The Government of Gibraltar decided in 2017 to partner with MTV UK to run the festival and renamed it to MTV Presents Gibraltar Calling. Following the sale of Victoria Stadium to the Gibraltar Football Association, the future of the festival at its current venue was cast into doubt.

== Line ups ==

- 2012 – Jessie J as headlining act. The rest of the line-up consisted of Ali Campbell from UB40, The Noiz, Jetstream, 12,000 tickets were sold.
- 2013 – Emeli Sandé, Olly Murs, 10cc, Gabrielle Aplin, Texas, Level 42, Lawson, La Oreja de Van Gogh, Afterhours, The Propellers, Bank, Guy Valarino, April
- 2014 – Rita Ora topped the bill with The Script, John Newman, James Arthur, Ella Eyre, Maxi Priest, Roger Hodgson (formerly of Supertramp), Tony Hadley, Jetstream, Headwires, Orfila, Adrian Pisarello, Georgia Thirsting, April.
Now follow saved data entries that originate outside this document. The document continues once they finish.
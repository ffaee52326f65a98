//! Filtering and substring search over posts and projects
//!
//! Both collections share the same two gates: an exact tag match (or the
//! [`ALL_TAG`] sentinel) and a case-insensitive substring match of the query
//! against a per-item haystack. Posts come back newest first; projects keep
//! their table order.

mod tags;

pub use tags::{locale_compare, tag_universe};

use crate::content::{sort_newest_first, Document, Project};

/// Tag selector that lets every item through
pub const ALL_TAG: &str = "All";

/// An item that can be filtered and searched
pub trait Searchable {
    fn slug(&self) -> &str;

    fn title(&self) -> &str;

    fn tags(&self) -> &[String];

    /// Text searched by the query, before lower-casing
    fn haystack(&self) -> String;

    /// Items without a slug or a title are never shown
    fn is_displayable(&self) -> bool {
        !self.slug().is_empty() && !self.title().is_empty()
    }
}

impl Searchable for Document {
    fn slug(&self) -> &str {
        &self.slug
    }

    fn title(&self) -> &str {
        &self.meta.title
    }

    fn tags(&self) -> &[String] {
        &self.meta.tags
    }

    fn haystack(&self) -> String {
        [
            self.meta.title.as_str(),
            self.meta.description.as_deref().unwrap_or(""),
            self.meta.tags.join(" ").as_str(),
        ]
        .join(" ")
    }
}

impl Searchable for Project {
    fn slug(&self) -> &str {
        &self.slug
    }

    fn title(&self) -> &str {
        &self.title
    }

    fn tags(&self) -> &[String] {
        &self.tags
    }

    fn haystack(&self) -> String {
        [
            self.title.as_str(),
            self.outcome.as_str(),
            self.tags.join(" ").as_str(),
            self.tech.join(" ").as_str(),
            self.highlights.join(" ").as_str(),
        ]
        .join(" ")
    }
}

/// A search query plus a tag selector
#[derive(Debug, Clone, PartialEq, Eq)]
pub struct Filter {
    query: String,
    tag: String,
}

impl Default for Filter {
    fn default() -> Self {
        Self::new("", ALL_TAG)
    }
}

impl Filter {
    /// The query is trimmed and lower-cased once here
    pub fn new(query: &str, tag: &str) -> Self {
        Self {
            query: query.trim().to_lowercase(),
            tag: tag.to_string(),
        }
    }

    pub fn query(&self) -> &str {
        &self.query
    }

    pub fn tag(&self) -> &str {
        &self.tag
    }

    /// Whether an item passes both the tag gate and the text gate
    pub fn matches<T: Searchable + ?Sized>(&self, item: &T) -> bool {
        let tag_ok = self.tag == ALL_TAG || item.tags().iter().any(|t| *t == self.tag);
        if !tag_ok {
            return false;
        }
        self.query.is_empty() || item.haystack().to_lowercase().contains(&self.query)
    }

    /// Matching, displayable items in input order
    pub fn apply<'a, T: Searchable>(&self, items: &'a [T]) -> Vec<&'a T> {
        items
            .iter()
            .filter(|item| item.is_displayable())
            .filter(|item| self.matches(*item))
            .collect()
    }
}

/// Filter posts, newest first. Equal dates keep input order.
pub fn filter_posts<'a>(posts: &'a [Document], filter: &Filter) -> Vec<&'a Document> {
    let mut matched = filter.apply(posts);
    sort_newest_first(&mut matched, |d| d.meta.date.as_str());
    matched
}

/// Filter projects, preserving table order
pub fn filter_projects<'a>(projects: &'a [Project], filter: &Filter) -> Vec<&'a Project> {
    filter.apply(projects)
}
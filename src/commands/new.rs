//! Create a new post

use anyhow::Result;
use std::fs;
use std::path::PathBuf;

use crate::helpers::today;
use crate::Folio;

/// Scaffold a post named after `title` and dated today.
/// Returns the path of the new file.
pub fn create_post(
    folio: &Folio,
    title: &str,
    tags: &[String],
    summary: Option<&str>,
) -> Result<PathBuf> {
    let slug = slug::slugify(title);
    if slug.is_empty() {
        anyhow::bail!("Title {:?} does not produce a usable file name", title);
    }

    let target_dir = &folio.content_dir;
    fs::create_dir_all(target_dir)?;

    let file_path = target_dir.join(format!("{}.{}", slug, folio.config.extension));

    // Check if file already exists
    if file_path.exists() {
        anyhow::bail!("File already exists: {:?}", file_path);
    }

    let content = format!(
        "---\ntitle: \"{}\"\ndate: {}\nsummary: \"{}\"\ntags: [{}]\n---\n\n",
        title.replace('"', "'"),
        today(),
        summary.unwrap_or_default().replace('"', "'"),
        tags.join(", ")
    );

    fs::write(&file_path, content)?;
    tracing::info!("Created {:?}", file_path);

    Ok(file_path)
}

/// Run the new command
pub fn run(folio: &Folio, title: &str, tags: &[String], summary: Option<&str>) -> Result<()> {
    let path = create_post(folio, title, tags, summary)?;
    println!("Created: {:?}", path);
    Ok(())
}

#[cfg(test)]
mod tests {
    use super::*;
    use crate::content::StrictFrontMatter;
    use tempfile::TempDir;

    #[test]
    fn test_create_post() {
        let dir = TempDir::new().unwrap();
        let folio = Folio::new(dir.path()).unwrap();
        let tags = vec!["AI".to_string(), "Career".to_string()];

        let path = create_post(&folio, "Hello, World!", &tags, Some("First words")).unwrap();
        assert_eq!(path, dir.path().join("content/blog/hello-world.mdx"));

        let raw = fs::read_to_string(&path).unwrap();
        let (fm, body) = StrictFrontMatter::parse(&raw).unwrap();
        assert_eq!(fm.title, "Hello, World!");
        assert_eq!(fm.date, today());
        assert_eq!(fm.summary, "First words");
        assert_eq!(fm.tags, tags);
        assert!(body.is_empty());

        let doc = folio.loader().load_one("hello-world").unwrap().unwrap();
        assert_eq!(doc.meta.title, "Hello, World!");
    }

    #[test]
    fn test_refuses_to_overwrite() {
        let dir = TempDir::new().unwrap();
        let folio = Folio::new(dir.path()).unwrap();
        create_post(&folio, "Twice", &[], None).unwrap();
        assert!(create_post(&folio, "Twice", &[], None).is_err());
    }

    #[test]
    fn test_rejects_empty_slug() {
        let dir = TempDir::new().unwrap();
        let folio = Folio::new(dir.path()).unwrap();
        assert!(create_post(&folio, "???", &[], None).is_err());
    }
}
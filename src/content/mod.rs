//! Content module - documents, front-matter, MDX compilation and projects

mod document;
mod frontmatter;
pub mod loader;
mod markdown;
mod projects;

pub use document::{normalize_tags, sort_newest_first, Document, DocumentMeta, SENTINEL_DATE};
pub use frontmatter::{FrontMatter, FrontValue, Metadata, StrictFrontMatter};
pub use loader::ContentLoader;
pub use markdown::{Component, Components, Element, MdxContent, MdxRenderer, Props};
pub use projects::{find_project, projects, Project};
- 2015 – Kings of Leon, Duran Duran, Madness, Kaiser Chiefs, Little Mix, OMI, Paloma Faith, Tom Odell, The Feeling, James Bay, Ella Henderson, Lawson, Third World, Estopa, Hudson Taylor, Union J, Rae Morris, Afterhours, Dub Colossus, Reach, Strange Brew, This Side Up, Guy Valarino, Headwires, Dead City Radio, Tim Garcia, Paddy Taylor, Karma 13, SuperWookie, Jeremy Perez, Tom Stott, Kr, April, Omnibus, Angelwings
- 2016 – Stereophonics, Bryan Ferry, Ne-Yo, Jess Glynne, Rosario Flores Cantante, All Saints, The Vamps, KT Tunstall, Los Secretos, Foxes, Nathan Sykes, Toploader, 99 Souls, Concept, The Second Sons, Jetstream, Frontiers, April, Dead City Radio, Travis, Europe, Zara Larsson, Jeremy Loops, Lawrence Taylor & Enkalomaos, Heather Small, The Fratellis, Paul Young, Tiggs Da Author, Jake Isaac, Macka B & the Roots Ragga Band, [The Age Of LUNA, Dan Owen, Passport to Stockholm, The Modern Strangers Juan Zelada, Sam Brookes, Leo Napier, Gabriel Angel Moreno + Friends, Olcay Bayir, ORFILA, Nadia Álvarez, Anna McLuckie Music, Georgia Thursting Music, Cais, Lucinda Sieger Music, Ale Victoria, Kristian Celecia, Layla Bugeja, Ethan Rocca.
- 2017 – Ricky Martin, Fatboy Slim, Charli XCX, Years & Years, The Vaccines, Craig David, Steve Aoki, Clean Bandit, Bananarama, Black Box, Glen Matlock, Go West, Midge Ure, Village People, Tinie Tempah, The Amazons, Bastille, Kaiser Chiefs, Hinds, Jonas Blue, Rozalla, Afterhours, Angelwings, Come in Leon, Jetstream, Reach, The Layla Rose Band, The Undesirables 141, R3wire & Varski
- 2018 – Stormzy, Rita Ora, Rag'n'Bone Man, Two Door Cinema Club, Texas, Scouting For Girls, America, Albert Hammond Jr., Suzi Quatro, The Boomtown Rats, Sister Sledge, Bad Manners, Girli, Angelwings, April, Dead City Radio, GLOW Gib and Jetstream.
- 2019 – Take That, Tom Walker, Liam Gallagher, Lighthouse Family, Enrique Iglesias, Goldierocks, King Calaway, Melanie C, Pete Doherty, Sigala, Escape, The Views (local band), Rick Astley, Crimson Clover, Thrifty Malone, Jacver, Steve Harley & Cockney Rebel, Uriah Heep (band), Nazareth (band), Killer Queen, Slade, 10cc, David Essex, John James Hazell, Reach, The Layla Rose band, Dead City Radio and Jetstream.